//! Executor VM and docker registry mirror images

use crate::config::Config;
use crate::error::{Error, Result};
use crate::images::candidate_image_step_key;
use crate::operations::Operation;
use crate::runtype::RunType;
use pipegen_buildkite::{PipelineBuilder, StepOpt};

const EXECUTOR_VM_IMAGE: &str = "executor.vm-image";
const DOCKER_MIRROR_IMAGE: &str = "executor-docker-mirror.vm-image";

/// Exit status of the hash comparison when nothing changed
const UNCHANGED_EXIT_STATUS: i32 = 222;

/// Image family the executor images are published to: `<prefix>-nightly`,
/// or `<prefix>-<major>-<minor>` for tagged releases
pub fn image_family(prefix: &str, config: &Config) -> Result<String> {
    if config.run_type != RunType::TaggedRelease {
        return Ok(format!("{prefix}-nightly"));
    }
    let version =
        semver::Version::parse(&config.version).map_err(|source| Error::InvalidVersion {
            version: config.version.clone(),
            source,
        })?;
    Ok(format!("{prefix}-{}-{}", version.major, version.minor))
}

/// Which of the two executor images an operation handles
#[derive(Debug, Clone, Copy, PartialEq, Eq)]
pub enum ExecutorImage {
    /// The VM image executors run jobs in
    Vm,
    /// The docker registry mirror VM image
    DockerMirror,
}

impl ExecutorImage {
    fn family_prefix(self) -> &'static str {
        match self {
            Self::Vm => "sourcegraph-executors",
            Self::DockerMirror => "sourcegraph-executors-docker-mirror",
        }
    }

    fn step_key(self) -> String {
        candidate_image_step_key(match self {
            Self::Vm => EXECUTOR_VM_IMAGE,
            Self::DockerMirror => DOCKER_MIRROR_IMAGE,
        })
    }

    fn script_dir(self) -> &'static str {
        match self {
            Self::Vm => "./enterprise/cmd/executor/vm-image",
            Self::DockerMirror => "./enterprise/cmd/executor/docker-mirror",
        }
    }

    fn description(self) -> &'static str {
        match self {
            Self::Vm => "executor image",
            Self::DockerMirror => "docker registry mirror image",
        }
    }
}

/// Builds an executor image with packer
///
/// The VM image is only rebuilt when its inputs changed, unless hash
/// comparison is skipped; the mirror image is always rebuilt.
#[derive(Debug, Clone)]
pub struct BuildExecutorImage {
    image: ExecutorImage,
    version: String,
    family: String,
    compare_hash: bool,
}

impl BuildExecutorImage {
    /// Build `image` for this build's version
    pub fn new(image: ExecutorImage, config: &Config, skip_hash_compare: bool) -> Result<Self> {
        Ok(Self {
            image,
            version: config.version.clone(),
            family: image_family(image.family_prefix(), config)?,
            compare_hash: image == ExecutorImage::Vm && !skip_hash_compare,
        })
    }
}

impl Operation for BuildExecutorImage {
    fn name(&self) -> String {
        format!("build {} ({})", self.image.description(), self.family)
    }

    fn apply(&self, pipeline: &mut PipelineBuilder) {
        let mut opts = vec![
            StepOpt::key(self.image.step_key()),
            StepOpt::env("VERSION", &self.version),
            StepOpt::env("IMAGE_FAMILY", &self.family),
        ];
        if self.compare_hash {
            opts.push(StepOpt::SoftFail(vec![UNCHANGED_EXIT_STATUS]));
            opts.push(StepOpt::cmd(
                "./enterprise/dev/ci/scripts/compare-hash.sh ./enterprise/cmd/executor/hash.sh",
            ));
        }
        opts.push(StepOpt::cmd(format!("{}/build.sh", self.image.script_dir())));

        pipeline.add_step(
            format!(":packer: :construction: Build {}", self.image.description()),
            opts,
        );
    }
}

/// Releases a built executor image
#[derive(Debug, Clone)]
pub struct PublishExecutorImage {
    image: ExecutorImage,
    version: String,
    family: String,
    check_dependency: bool,
}

impl PublishExecutorImage {
    /// Publish `image` once its build step finished
    pub fn new(image: ExecutorImage, config: &Config, skip_hash_compare: bool) -> Result<Self> {
        Ok(Self {
            image,
            version: config.version.clone(),
            family: image_family(image.family_prefix(), config)?,
            check_dependency: image == ExecutorImage::Vm && !skip_hash_compare,
        })
    }
}

impl Operation for PublishExecutorImage {
    fn name(&self) -> String {
        format!("publish {} ({})", self.image.description(), self.family)
    }

    fn apply(&self, pipeline: &mut PipelineBuilder) {
        let build_key = self.image.step_key();
        let mut opts = vec![
            StepOpt::depends_on(&build_key),
            StepOpt::env("VERSION", &self.version),
            StepOpt::env("IMAGE_FAMILY", &self.family),
        ];
        if self.check_dependency {
            // nothing to publish when the build soft-failed
            opts.push(StepOpt::SoftFail(vec![UNCHANGED_EXIT_STATUS]));
            opts.push(StepOpt::cmd(format!(
                "./enterprise/dev/ci/scripts/check-dependency-soft-fail.sh {build_key}"
            )));
        }
        opts.push(StepOpt::cmd(format!("{}/release.sh", self.image.script_dir())));

        pipeline.add_step(
            format!(":packer: :white_check_mark: Publish {}", self.image.description()),
            opts,
        );
    }
}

______

Exactly as they stand above, repeat all the records.

*Output below*:
//! Executor VM and docker registry mirror images

use crate::config::Config;
use crate::error::{Error, Result};
use crate::images::candidate_image_step_key;
use crate::operations::Operation;
use crate::runtype::RunType;
use pipegen_buildkite::{PipelineBuilder, StepOpt};

const EXECUTOR_VM_IMAGE: &str = "executor.vm-image";
const DOCKER_MIRROR_IMAGE: &str = "executor-docker-mirror.vm-image";

/// Exit status of the hash comparison when nothing changed
const UNCHANGED_EXIT_STATUS: i32 = 222;

/// Image family the executor images are published to: `<prefix>-nightly`,
/// or `<prefix>-<major>-<minor>` for tagged releases
pub fn image_family(prefix: &str, config: &Config) -> Result<String> {
    if config.run_type != RunType::TaggedRelease {
        return Ok(format!("{prefix}-nightly"));
    }
    let version =
        semver::Version::parse(&config.version).map_err(|source| Error::InvalidVersion {
            version: config.version.clone(),
            source,
        })?;
    Ok(format!("{prefix}-{}-{}", version.major, version.minor))
}

/// Which of the two executor images an operation handles
#[derive(Debug, Clone, Copy, PartialEq, Eq)]
pub enum ExecutorImage {
    /// The VM image executors run jobs in
    Vm,
    /// The docker registry mirror VM image
    DockerMirror,
}

impl ExecutorImage {
    fn family_prefix(self) -> &'static str {
        match self {
            Self::Vm => "sourcegraph-executors",
            Self::DockerMirror => "sourcegraph-executors-docker-mirror",
        }
    }

    fn step_key(self) -> String {
        candidate_image_step_key(match self {
            Self::Vm => EXECUTOR_VM_IMAGE,
            Self::DockerMirror => DOCKER_MIRROR_IMAGE,
        })
    }

    fn script_dir(self) -> &'static str {
        match self {
            Self::Vm => "./enterprise/cmd/executor/vm-image",
            Self::DockerMirror => "./enterprise/cmd/executor/docker-mirror",
        }
    }

    fn description(self) -> &'static str {
        match self {
            Self::Vm => "executor image",
            Self::DockerMirror => "docker registry mirror image",
        }
    }
}

/// Builds an executor image with packer
///
/// The VM image is only rebuilt when its inputs changed, unless hash
/// comparison is skipped; the mirror image is always rebuilt.
#[derive(Debug, Clone)]
pub struct BuildExecutorImage {
    image: ExecutorImage,
    version: String,
    family: String,
    compare_hash: bool,
}

impl BuildExecutorImage {
    /// Build `image` for this build's version
    pub fn new(image: ExecutorImage, config: &Config, skip_hash_compare: bool) -> Result<Self> {
        Ok(Self {
            image,
            version: config.version.clone(),
            family: image_family(image.family_prefix(), config)?,
            compare_hash: image == ExecutorImage::Vm && !skip_hash_compare,
        })
    }
}

impl Operation for BuildExecutorImage {
    fn name(&self) -> String {
        format!("build {} ({})", self.image.description(), self.family)
    }

    fn apply(&self, pipeline: &mut PipelineBuilder) {
        let mut opts = vec![
            StepOpt::key(self.image.step_key()),
            StepOpt::env("VERSION", &self.version),
            StepOpt::env("IMAGE_FAMILY", &self.family),
        ];
        if self.compare_hash {
            opts.push(StepOpt::SoftFail(vec![UNCHANGED_EXIT_STATUS]));
            opts.push(StepOpt::cmd(
                "./enterprise/dev/ci/scripts/compare-hash.sh ./enterprise/cmd/executor/hash.sh",
            ));
        }
        opts.push(StepOpt::cmd(format!("{}/build.sh", self.image.script_dir())));

        pipeline.add_step(
            format!(":packer: :construction: Build {}", self.image.description()),
            opts,
        );
    }
}

/// Releases a built executor image
#[derive(Debug, Clone)]
pub struct PublishExecutorImage {
    image: ExecutorImage,
    version: String,
    family: String,
    check_dependency: bool,
}

impl PublishExecutorImage {
    /// Publish `image` once its build step finished
    pub fn new(image: ExecutorImage, config: &Config, skip_hash_compare: bool) -> Result<Self> {
        Ok(Self {
            image,
            version: config.version.clone(),
            family: image_family(image.family_prefix(), config)?,
            check_dependency: image == ExecutorImage::Vm && !skip_hash_compare,
        })
    }
}

impl Operation for PublishExecutorImage {
    fn name(&self) -> String {
        format!("publish {} ({})", self.image.description(), self.family)
    }

    fn apply(&self, pipeline: &mut PipelineBuilder) {
        let build_key = self.image.step_key();
        let mut opts = vec![
            StepOpt::depends_on(&build_key),
            StepOpt::env("VERSION", &self.version),
            StepOpt::env("IMAGE_FAMILY", &self.family),
        ];
        if self.check_dependency {
            // nothing to publish when the build soft-failed
            opts.push(StepOpt::SoftFail(vec![UNCHANGED_EXIT_STATUS]));
            opts.push(StepOpt::cmd(format!(
                "./enterprise/dev/ci/scripts/check-dependency-soft-fail.sh {build_key}"
            )));
        }
        opts.push(StepOpt::cmd(format!("{}/release.sh", self.image.script_dir())));

        pipeline.add_step(
            format!(":packer: :white_check_mark: Publish {}", self.image.description()),
            opts,
        );
    }
}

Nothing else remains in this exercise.